Case No. 3:20-cv-00156-SLG
Filed 03/17/2021

Before the Court at Docket 7 is Defendant United States’ Motion to Dismiss. Plaintiff William H. Mendenhall responded in opposition at Docket 8. The United States replied at Docket 10. After conducting limited jurisdictional discovery, Plaintiff filed a supplemental opposition at Docket 16.1 The United States filed a second reply in support of its motion at Docket 17. Oral argument was not requested and was not necessary to the Court’s decision. For the following reasons, the United States’ Motion to Dismiss will be granted.


The Court set forth the factual and procedural background of this case in its Order Imposing Stay and Granting Request for Jurisdictional Discovery.2 In summary, Plaintiff initiated this action in state court, alleging that he was assaulted and battered by John Ireton, a security guard employed by the Alaska Native Tribal Health Consortium (“ANTHC”).3 Pursuant to the Federal Tort Claims Act (“FTCA”), Defendant United States removed the action to federal court and substituted itself as the defendant.4 Because the question of whether Mr. Ireton was acting within the scope of his employment at the time of the incident was potentially dispositive for FTCA purposes, the Court ordered limited discovery on that issue.5 The parties conducted discovery and filed supplemental briefings.6


The FTCA is the exclusive remedy for torts committed by employees of the United States while acting within their scope of their employment.7 Pursuant to the Indian Self-Determination and Education Assistance Act (“ISDEAA”), “Congress provided that Indian tribes, tribal organizations, Indian contractors, and their employees, may be deemed employees of the [United States] for purposes of the FTCA when they are carrying out functions authorized in or under a self-determination contract.”8 The FTCA only applies to claims based on the conduct of a federal employee, including those deemed an employee under the ISDEAA, who was “acting within the scope of his office or employment.”9

The Federal Tort Claims Act provides for a limited waiver of sovereign immunity by granting federal district courts jurisdiction over “civil actions on claims against the United States ... for injury or loss of property, or personal injury or death caused by the negligent or wrongful act or omission of any employee of the Government while acting within the scope of his office or employment.”10 The Act does not waive sovereign immunity for certain categories of claims, including those “arising out of assault, battery, [or] false imprisonment.”11 In addition, the FTCA requires a plaintiff to first exhaust administrative remedies before pursuing a claim in federal court.12

The question of whether the United States has waived its sovereign immunity under the FTCA is one of subject matter jurisdiction and may be considered under either Federal Rule of Civil Procedure 12(b)(1) or 12(b)(6).13


Defendant contends that Mr.
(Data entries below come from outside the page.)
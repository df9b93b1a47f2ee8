use crate::fingerprint::FingerprintError;
use image::{DynamicImage, GenericImageView, ImageReader};
use serde::{Deserialize, Serialize};
use std::fmt;
use std::io;
use std::path::{Path, PathBuf};
use walkdir::WalkDir;

/// Extensions picked up when discovering frames on disk.
pub const FRAME_EXTENSIONS: [&str; 7] = ["jpg", "jpeg", "png", "gif", "bmp", "tiff", "webp"];

/// Identity of a candidate frame: where in which video it was taken.
#[derive(Debug, Clone, PartialEq, Eq, Hash, Serialize, Deserialize)]
pub struct FrameId {
    /// Source timestamp in whole seconds.
    pub timestamp: u64,
    /// Originating source, usually a video id.
    pub source_id: Option<String>,
    /// File the frame was read from, if any.
    pub origin: Option<PathBuf>,
}

impl FrameId {
    pub fn new(timestamp: u64, source_id: Option<String>) -> Self {
        Self {
            timestamp,
            source_id,
            origin: None,
        }
    }

    fn file_name(&self) -> String {
        self.origin
            .as_ref()
            .and_then(|p| p.file_name())
            .map(|n| n.to_string_lossy().into_owned())
            .unwrap_or_default()
    }
}

impl fmt::Display for FrameId {
    fn fmt(&self, f: &mut fmt::Formatter<'_>) -> fmt::Result {
        match (&self.source_id, &self.origin) {
            (_, Some(origin)) => write!(f, "{}", origin.display()),
            (Some(source), None) => write!(f, "{}@{}s", source, self.timestamp),
            (None, None) => write!(f, "@{}s", self.timestamp),
        }
    }
}

/// Pixel content of a candidate, decoded lazily.
#[derive(Debug, Clone)]
pub enum FramePixels {
    Decoded(DynamicImage),
    Encoded(Vec<u8>),
    File(PathBuf),
}

/// A frame waiting for an admission decision.
#[derive(Debug, Clone)]
pub struct CandidateFrame {
    id: FrameId,
    pixels: FramePixels,
}

impl CandidateFrame {
    pub fn from_image(timestamp: u64, source_id: Option<String>, image: DynamicImage) -> Self {
        Self {
            id: FrameId::new(timestamp, source_id),
            pixels: FramePixels::Decoded(image),
        }
    }

    pub fn from_bytes(timestamp: u64, source_id: Option<String>, bytes: Vec<u8>) -> Self {
        Self {
            id: FrameId::new(timestamp, source_id),
            pixels: FramePixels::Encoded(bytes),
        }
    }

    /// Candidate backed by a file named `{source_id}_{seconds}.{ext}`.
    /// Names that do not follow the convention get timestamp 0 and no source.
    pub fn from_file(path: impl Into<PathBuf>) -> Self {
        let path = path.into();
        let (source_id, timestamp) = path
            .file_stem()
            .and_then(|s| s.to_str())
            .and_then(parse_frame_stem)
            .unwrap_or((None, 0));

        Self {
            id: FrameId {
                timestamp,
                source_id,
                origin: Some(path.clone()),
            },
            pixels: FramePixels::File(path),
        }
    }

    pub fn id(&self) -> &FrameId {
        &self.id
    }

    pub fn pixels(&self) -> &FramePixels {
        &self.pixels
    }

    /// Decode the pixels, consuming the candidate.
    pub fn into_parts(self) -> (FrameId, Result<DynamicImage, FingerprintError>) {
        let image = decode_pixels(self.pixels);
        (self.id, image)
    }
}

fn decode_pixels(pixels: FramePixels) -> Result<DynamicImage, FingerprintError> {
    let image = match pixels {
        FramePixels::Decoded(image) => image,
        FramePixels::Encoded(bytes) => {
            image::load_from_memory(&bytes).map_err(|e| FingerprintError::InvalidImage {
                reason: format!("failed to decode frame bytes: {}", e),
            })?
        }
        FramePixels::File(path) => ImageReader::open(&path)
            .and_then(|reader| reader.with_guessed_format())
            .map_err(|e| FingerprintError::InvalidImage {
                reason: format!("failed to open {}: {}", path.display(), e),
            })?
            .decode()
            .map_err(|e| FingerprintError::InvalidImage {
                reason: format!("failed to decode {}: {}", path.display(), e),
            })?,
    };

    let (width, height) = image.dimensions();
    if width == 0 || height == 0 {
        return Err(FingerprintError::InvalidImage {
            reason: format!("zero-sized frame ({}x{})", width, height),
        });
    }
    Ok(image)
}

/// Split a stem like `abc123_754` into its source id and timestamp.
/// A bare number is a timestamp without source.
pub fn parse_frame_stem(stem: &str) -> Option<(Option<String>, u64)> {
    if !stem.is_empty() && stem.bytes().all(|b| b.is_ascii_digit()) {
        return stem.parse().ok().map(|ts| (None, ts));
    }

    let (source, seconds) = stem.rsplit_once('_')?;
    if source.is_empty() || seconds.is_empty() || !seconds.bytes().all(|b| b.is_ascii_digit()) {
        return None;
    }
    let timestamp = seconds.parse().ok()?;
    Some((Some(source.to_string()), timestamp))
}

/// Processing order of a batch. First-match admission depends on it.
#[derive(Debug, Clone, Copy, PartialEq, Eq, Default, Serialize, Deserialize)]
#[serde(rename_all = "snake_case")]
pub enum FrameOrder {
    /// By source id, then timestamp, then file name.
    #[default]
    Timestamp,
    /// By file name only.
    Lexical,
}

/// Full origin path breaks ties, so same-named frames from sibling
/// directories keep a stable order.
pub fn sort_candidates(candidates: &mut [CandidateFrame], order: FrameOrder) {
    match order {
        FrameOrder::Timestamp => candidates.sort_by(|a, b| {
            (&a.id.source_id, a.id.timestamp, a.id.file_name(), &a.id.origin).cmp(&(
                &b.id.source_id,
                b.id.timestamp,
                b.id.file_name(),
                &b.id.origin,
            ))
        }),
        FrameOrder::Lexical => candidates.sort_by(|a, b| {
            (a.id.file_name(), &a.id.origin).cmp(&(b.id.file_name(), &b.id.origin))
        }),
    }
}

#[derive(Debug, Clone, Default)]
pub struct DiscoverOptions {
    pub order: FrameOrder,
    pub recursive: bool,
    /// Directory skipped while walking, typically the unique-frame store.
    pub exclude: Option<PathBuf>,
}

/// Walk `dir` and return candidate frames in the requested order.
pub fn discover_frames(dir: &Path, options: &DiscoverOptions) -> io::Result<Vec<CandidateFrame>> {
    if !dir.is_dir() {
        return Err(io::Error::new(
            io::ErrorKind::NotFound,
            format!("{} is not a directory", dir.display()),
        ));
    }

    let exclude = options
        .exclude
        .as_ref()
        .map(|p| p.canonicalize().unwrap_or_else(|_| p.clone()));
    let max_depth = if options.recursive { usize::MAX } else { 1 };

    let mut candidates = Vec::new();
    let walker = WalkDir::new(dir)
        .max_depth(max_depth)
        .follow_links(false)
        .into_iter()
        .filter_entry(|entry| match &exclude {
            Some(excluded) => entry
                .path()
                .canonicalize()
                .map(|p| &p != excluded)
                .unwrap_or(true),
            None => true,
        });

    for entry in walker.filter_map(Result::ok) {
        let path = entry.path();
        if !path.is_file() {
            continue;
        }
        if let Some(ext) = path.extension().and_then(|s| s.to_str()) {
            if FRAME_EXTENSIONS.contains(&ext.to_lowercase().as_str()) {
                candidates.push(CandidateFrame::from_file(path));
            }
        }
    }

    sort_candidates(&mut candidates, options.order);
    Ok(candidates)
}
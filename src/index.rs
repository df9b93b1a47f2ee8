use crate::fingerprint::{Comparator, Score};
use crate::frame::FrameId;
use serde::{Deserialize, Serialize};
use std::collections::HashMap;
use std::path::PathBuf;

/// How a lookup picks among several entries within the duplicate threshold.
#[derive(Debug, Clone, Copy, PartialEq, Eq, Default, Serialize, Deserialize)]
#[serde(rename_all = "snake_case")]
pub enum MatchPolicy {
    /// Earliest admitted entry within threshold wins; the scan stops there.
    #[default]
    FirstMatch,
    /// Every entry is scored and the closest one wins. Ties go to the earlier
    /// entry. Changes which entry a duplicate is attributed to.
    BestMatch,
}

/// An admitted frame. Never updated or removed.
#[derive(Debug, Clone)]
pub struct IndexEntry<F> {
    pub position: usize,
    pub key: String,
    pub fingerprint: F,
    pub frame: FrameId,
    pub location: PathBuf,
}

impl<F> IndexEntry<F> {
    pub fn to_ref(&self) -> EntryRef {
        EntryRef {
            position: self.position,
            key: self.key.clone(),
            frame: self.frame.clone(),
            location: self.location.clone(),
        }
    }
}

/// Owned reference to an entry, carried in decisions.
#[derive(Debug, Clone, PartialEq, Serialize, Deserialize)]
pub struct EntryRef {
    pub position: usize,
    pub key: String,
    pub frame: FrameId,
    pub location: PathBuf,
}

#[derive(Debug)]
pub struct Match<'a, F> {
    pub entry: &'a IndexEntry<F>,
    pub score: Score,
}

/// Append-only collection of admitted fingerprints.
///
/// Lookups scan linearly in admission order for both strategies. A bucketed
/// index by hash prefix would cut that for large corpora but is not
/// implemented.
pub struct DuplicateIndex<C: Comparator> {
    comparator: C,
    policy: MatchPolicy,
    entries: Vec<IndexEntry<C::Fingerprint>>,
    by_key: HashMap<String, usize>,
}

impl<C: Comparator> DuplicateIndex<C> {
    pub fn new(comparator: C, policy: MatchPolicy) -> Self {
        Self {
            comparator,
            policy,
            entries: Vec::new(),
            by_key: HashMap::new(),
        }
    }

    pub fn comparator(&self) -> &C {
        &self.comparator
    }

    pub fn policy(&self) -> MatchPolicy {
        self.policy
    }

    pub fn len(&self) -> usize {
        self.entries.len()
    }

    pub fn is_empty(&self) -> bool {
        self.entries.is_empty()
    }

    pub fn entries(&self) -> &[IndexEntry<C::Fingerprint>] {
        &self.entries
    }

    pub fn get(&self, key: &str) -> Option<&IndexEntry<C::Fingerprint>> {
        self.by_key.get(key).map(|&pos| &self.entries[pos])
    }

    /// Find an admitted entry that `fingerprint` duplicates.
    pub fn lookup(&self, fingerprint: &C::Fingerprint) -> Option<Match<'_, C::Fingerprint>> {
        let mut best: Option<Match<'_, C::Fingerprint>> = None;

        for entry in &self.entries {
            let score = self.comparator.score(fingerprint, &entry.fingerprint);
            if !self.comparator.is_duplicate(score) {
                continue;
            }
            match self.policy {
                MatchPolicy::FirstMatch => return Some(Match { entry, score }),
                MatchPolicy::BestMatch => {
                    let closer = best
                        .as_ref()
                        .is_none_or(|current| score.is_closer_than(&current.score));
                    if closer {
                        best = Some(Match { entry, score });
                    }
                }
            }
        }

        best
    }

    /// Append a new entry. A key that is already present returns the existing
    /// entry and the new fingerprint is dropped.
    pub fn admit(
        &mut self,
        key: String,
        fingerprint: C::Fingerprint,
        frame: FrameId,
        location: PathBuf,
    ) -> &IndexEntry<C::Fingerprint> {
        if let Some(&pos) = self.by_key.get(&key) {
            return &self.entries[pos];
        }

        let position = self.entries.len();
        self.by_key.insert(key.clone(), position);
        self.entries.push(IndexEntry {
            position,
            key,
            fingerprint,
            frame,
            location,
        });
        &self.entries[position]
    }
}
Ireton, an employee of ANTHC, was acting within the scope of his employment at the time of the incident and, therefore, he is “deemed” a federal employee for FTCA purposes pursuant to the ISDEAA.14 According to Defendant, the Court lacks subject matter jurisdiction because Plaintiff did not exhaust his administrative remedies as required by the FTCA and, alternatively, because there is no relevant waiver of sovereign immunity pursuant to the intentional torts exception.15 Plaintiff responds that Mr. Ireton was “not a federal employee” and, alternatively, acted outside the scope of his employment, such that the FTCA’s provisions—including the intentional torts exception and exhaustion of administrative remedies requirement—do not apply.16 Plaintiff also asserts that, even if Mr. Ireton was acting within his scope of employment, Plaintiff may still move forward with negligence claims against Mr. Ireton in his personal capacity.17 Plaintiff further asserts that he can still bring other constitutional and civil rights claims because those claims purportedly “cannot be barred or dismissed under FTCA.”18


I. Federal Employee
Plaintiff asserts that Mr. Ireton “was not a federal employee” at the time of the incident.19 Although employees of ANTHC are not actually employed by the United States, they are “deemed” to be so for purposes of the FTCA pursuant to the ISDEAA, so long as they were acting within the scope of their employment.20


II. Scope of Employment
When removing this civil action from state to federal court, the U.S. Attorney certified that Mr. Ireton “was acting within the scope of his office or employment.”21 That certification “is prima facie evidence that [Mr. Ireton] was acting in the scope of [his] employment at the time of the incident.”22 A party seeking to challenge the scope of employment certification “bears the burden of presenting evidence and disproving the [U.S. Attorney’s] certification by a preponderance of the evidence.”23

“FTCA scope of employment determinations are made ‘according to the principles of respondeat superior of the state in which the alleged tort occurred.’ ”24 Here, the alleged tort occurred in Alaska. Under Alaska law, “[t]he scope of employment is a fact specific inquiry for the jury unless the facts are undisputed or lend themselves to only one conclusion.”25 Relevant factors include whether the employee “(1) performs the kind of work the employee was hired to perform, (2) acts within the employer’s ‘authorized time and space limits,’ and (3) acts in order to further the employer’s interests.”26 The Alaska Supreme Court has “noted that even crimes and intentional torts may be within the scope of employment if they serve the employer’s interests[.]”27

The Court will address the relevant factors under Alaska law to determine whether Plaintiff has proven by a preponderance of the evidence that Mr. Ireton was not acting within the scope of his employment at the time of the incident.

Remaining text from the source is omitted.